Surviving Anaphylaxis: Threat and Recovery
When you think of the words allergies and allergic reactions, your mind usually goes to a stuffed-up nose or sneezing. Those are a type of allergy called seasonal allergies. However, there is another form of allergy. Anaphylaxis is a food-related allergy that is deadly. Anaphylaxis can be food, medication, insect, or latex-related and affects every 1 in 50 people in the United States; that’s up to 5% of the population!
Anaphylaxis is a life-threatening condition. As stated before, it can happen when someone eats a certain food, takes medication, gets stung or bitten by an insect, or even puts on a pair of latex gloves and can occur within seconds of coming into contact with the thing they are allergic to. Anaphylaxis causes your immune system to release a bunch of chemicals that can cause the body to go into shock. This shock is called anaphylactic shock. When having an Anaphylactic reaction, your pressure suddenly drops, and your airways get narrower and narrower, making breathing very hard. If not treated, it can cause Anaphylactic shock, which can cause your heart and lungs to shut down. In order to treat an allergic reaction, you have to give a shot of epinephrine which is like an adrenaline shot. If anaphylaxis is not treated, it can be fatal.
The classic symptoms are difficulty in breathing, swelling, coughing, throat closing, and hives. But those are just classic symptoms, and there are many more. I can tell you what it feels like from a personal perspective; yes, you feel the coughing and the throat closing, but for the patient, things are different: Your heart feels like it's racing and you are coughing and struggling to breathe, your head is spinning, but it's not just because of the reaction, it’s your own fear of dying. When epinephrine is given, these symptoms start to fade; however, new sensations arise. Epinephrine relaxes the airway muscles and increases your heart rate. Due to the increase in heart rate, you can experience shakiness, lightheadedness, and the sensation of your heart racing. After using epinephrine, you should always go to the ER to be monitored, as sometimes allergic reaction symptoms come back.

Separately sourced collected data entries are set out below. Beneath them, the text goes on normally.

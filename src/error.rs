//! Error types for admission, arbitration and job processing

use std::fmt;
use thiserror::Error;

/// Result type alias for service operations
pub type Result<T> = std::result::Result<T, ServiceError>;

/// Why the admission gate turned a client away
#[derive(Debug, Clone, Copy, PartialEq, Eq)]
pub enum AdmissionRejection {
    /// Client crossed the abuse threshold and is blocked until unblocked by an operator
    Blocked {
        /// Abuse threshold in effect
        threshold: u64,
    },
    /// Client exceeded today's request allowance
    DailyLimitExceeded {
        /// Daily limit in effect
        limit: u64,
    },
}

impl fmt::Display for AdmissionRejection {
    fn fmt(&self, f: &mut fmt::Formatter<'_>) -> fmt::Result {
        match self {
            Self::Blocked { threshold } => write!(
                f,
                "client blocked after exceeding {threshold} requests in one day"
            ),
            Self::DailyLimitExceeded { limit } => {
                write!(f, "daily limit of {limit} requests exceeded, try again tomorrow")
            },
        }
    }
}

/// Comprehensive error types for service operations
#[derive(Error, Debug)]
pub enum ServiceError {
    /// Request refused by the admission gate
    #[error("Admission rejected: {0}")]
    AdmissionRejected(AdmissionRejection),

    /// Malformed, oversized or otherwise unacceptable upload
    #[error("Validation failed: {0}")]
    ValidationFailed(String),

    /// External codec tool exited unsuccessfully
    #[error("{tool} failed ({status}): {diagnostics}")]
    ExternalToolFailed {
        /// Tool name (ffmpeg, ffprobe)
        tool: String,
        /// Exit status description
        status: String,
        /// Captured diagnostic output
        diagnostics: String,
    },

    /// Segmentation capability reported an error
    #[error("Inference error: {0}")]
    InferenceFailed(String),

    /// Accelerator activation, deactivation or lease fault
    #[error("Resource fault: {0}")]
    ResourceFault(String),

    /// Unknown job identifier
    #[error("Job not found: {0}")]
    JobNotFound(String),

    /// Job exists but has no artifact yet
    #[error("Job not ready: {0}")]
    JobNotReady(String),

    /// Work abandoned because its caller went away
    #[error("Operation cancelled: {0}")]
    Cancelled(String),

    /// Bounded wait elapsed
    #[error("Timed out: {0}")]
    Timeout(String),

    /// Invalid configuration or parameters
    #[error("Invalid configuration: {0}")]
    InvalidConfig(String),

    /// Input/output errors (file not found, permission denied, etc.)
    #[error("IO error: {0}")]
    Io(#[from] std::io::Error),

    /// Image decoding or encoding errors
    #[error("Image processing error: {0}")]
    Image(#[from] image::ImageError),

    /// Generic error for unexpected conditions
    #[error("Internal error: {0}")]
    Internal(String),
}

impl ServiceError {
    /// Create a blocked-client rejection
    pub fn blocked(threshold: u64) -> Self {
        Self::AdmissionRejected(AdmissionRejection::Blocked { threshold })
    }

    /// Create a daily-limit rejection
    pub fn daily_limit_exceeded(limit: u64) -> Self {
        Self::AdmissionRejected(AdmissionRejection::DailyLimitExceeded { limit })
    }

    /// Create a new validation error
    pub fn validation<S: Into<String>>(msg: S) -> Self {
        Self::ValidationFailed(msg.into())
    }

    /// Create a new inference error
    pub fn inference<S: Into<String>>(msg: S) -> Self {
        Self::InferenceFailed(msg.into())
    }

    /// Create a new resource fault
    pub fn resource_fault<S: Into<String>>(msg: S) -> Self {
        Self::ResourceFault(msg.into())
    }

    /// Create a new cancellation error
    pub fn cancelled<S: Into<String>>(msg: S) -> Self {
        Self::Cancelled(msg.into())
    }

    /// Create a new timeout error
    pub fn timeout<S: Into<String>>(msg: S) -> Self {
        Self::Timeout(msg.into())
    }

    /// Create a new invalid configuration error
    pub fn invalid_config<S: Into<String>>(msg: S) -> Self {
        Self::InvalidConfig(msg.into())
    }

    /// Create a new internal error
    pub fn internal<S: Into<String>>(msg: S) -> Self {
        Self::Internal(msg.into())
    }

    /// Create an external tool failure from its exit status and captured stderr
    pub fn external_tool<S: Into<String>>(
        tool: &str,
        status: &std::process::ExitStatus,
        diagnostics: S,
    ) -> Self {
        let diagnostics = diagnostics.into();
        Self::ExternalToolFailed {
            tool: tool.to_string(),
            status: status
                .code()
                .map_or_else(|| "terminated by signal".to_string(), |c| format!("exit code {c}")),
            diagnostics: if diagnostics.trim().is_empty() {
                "no diagnostic output".to_string()
            } else {
                diagnostics.trim().to_string()
            },
        }
    }

    /// Create file I/O error with operation context
    pub fn file_io_error<P: AsRef<std::path::Path>>(
        operation: &str,
        path: P,
        error: &std::io::Error,
    ) -> Self {
        let path_display = path.as_ref().display();
        Self::Io(std::io::Error::new(
            error.kind(),
            format!("Failed to {operation} '{path_display}': {error}"),
        ))
    }

    /// Create configuration error with valid ranges
    pub fn config_value_error<T: fmt::Display>(
        parameter: &str,
        value: T,
        valid_range: &str,
        recommended: Option<T>,
    ) -> Self {
        let recommendation = match recommended {
            Some(rec) => format!(" Recommended: {rec}"),
            None => String::new(),
        };

        Self::InvalidConfig(format!(
            "Invalid {parameter}: {value} (valid range: {valid_range}).{recommendation}"
        ))
    }

    /// HTTP-equivalent status code for the boundary layer
    #[must_use]
    pub fn status_code(&self) -> u16 {
        match self {
            Self::AdmissionRejected(_) => 429,
            Self::ValidationFailed(_) => 400,
            Self::JobNotFound(_) => 404,
            Self::JobNotReady(_) => 409,
            Self::Cancelled(_) => 499,
            Self::Timeout(_) => 504,
            Self::ExternalToolFailed { .. }
            | Self::InferenceFailed(_)
            | Self::ResourceFault(_)
            | Self::InvalidConfig(_)
            | Self::Io(_)
            | Self::Image(_)
            | Self::Internal(_) => 500,
        }
    }

    /// Whether a caller could reasonably resubmit the same request
    #[must_use]
    pub fn is_retryable(&self) -> bool {
        matches!(self, Self::Timeout(_))
    }
}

On June 20th, 2021, I survived an Anaphylactic allergic reaction. I went to my favorite coffee shop, which is typically very aware of food allergies. I am allergic to dairy, so I always get coffee with soy or almond milk. However, on this day, my coffee got switched with someone else's hot chocolate. I got home and started to eat breakfast with my family; when I took a sip of the drink, I instantly realized something was not right. No more than five seconds later, my throat began to itch, not a dull itch but an itch that could not be relieved. I grabbed my EpiPen and gave it to myself, something I had never done before. I was driven to the emergency room and immediately put on a heart monitor and a blood pressure monitor. I stayed in the hospital for three hours, being monitored every 30 minutes. After I was sent home, the reaction was over, and I was safe.
Everyone always asks me, "how long does it take to recover from an allergic reaction?" My answer is physically, it takes three days, but mentally, it can take as much time as you need. Four months later, I am still recovering from the reaction. I still get scared when drinking coffee. I triple-check and make sure that they made it right. I can feel my heart rate go up ever so slightly as I take the first sip of a coffee. I don't think that will ever stop. My biggest advice to people recovering from an allergic reaction is don't push yourself. I made the mistake of pushing myself to go hang out with friends, or go to work the first few days after a reaction. An allergic reaction is traumatic; let your mind and body take a few days to start to heal before jumping back into your normal life. If you need a distraction from what happened, find something relaxing to do, like reading a book, watch a movie, draw, paint, sing! Whatever you feel like doing that won't strain your mind and body too much. Another thing that I did which is extraordinarily goofy, is I bought colorfully patterned (children’s) bandaids to put over the bruise that I had on my leg because of the epipen. The bright colors and happy patterns made me smile, and it distracted me from thinking about what had happened.
In the end; remember, recovery doesn't have a time limit. However long it takes you to start feeling "normal" again, that's how long it takes. Be gentle with yourself, and don't push it.
To the people who are supporting someone who just had a reaction, don't give up on them. Yes, they may be very scared for a while but put yourself in their shoes; they just had a life-threatening experience. Be there to support them if they need someone to talk to about it, or more often than not, if they need someone to distract them by making them laugh. This helped me tremendously; knowing that there are people there that love you and want to keep you safe has helped so much. Also, remember that it's going to take time until they feel comfortable being around different foods or being around the place where they had an allergic reaction. Be patient with them. I am forever grateful to the friends who have been by my side through my recovery.
For the people who are recovering from an allergic reaction, you can do this! You are not weak for being afraid to live life normally again, and more importantly, your allergic reaction does not define you. Take this experience and teach other people more about food allergies so that what happened to you can be prevented for other people. You are strong, and as long as you have a support system to help you get through it, you will overcome it and eventually go back to living life the way you always have.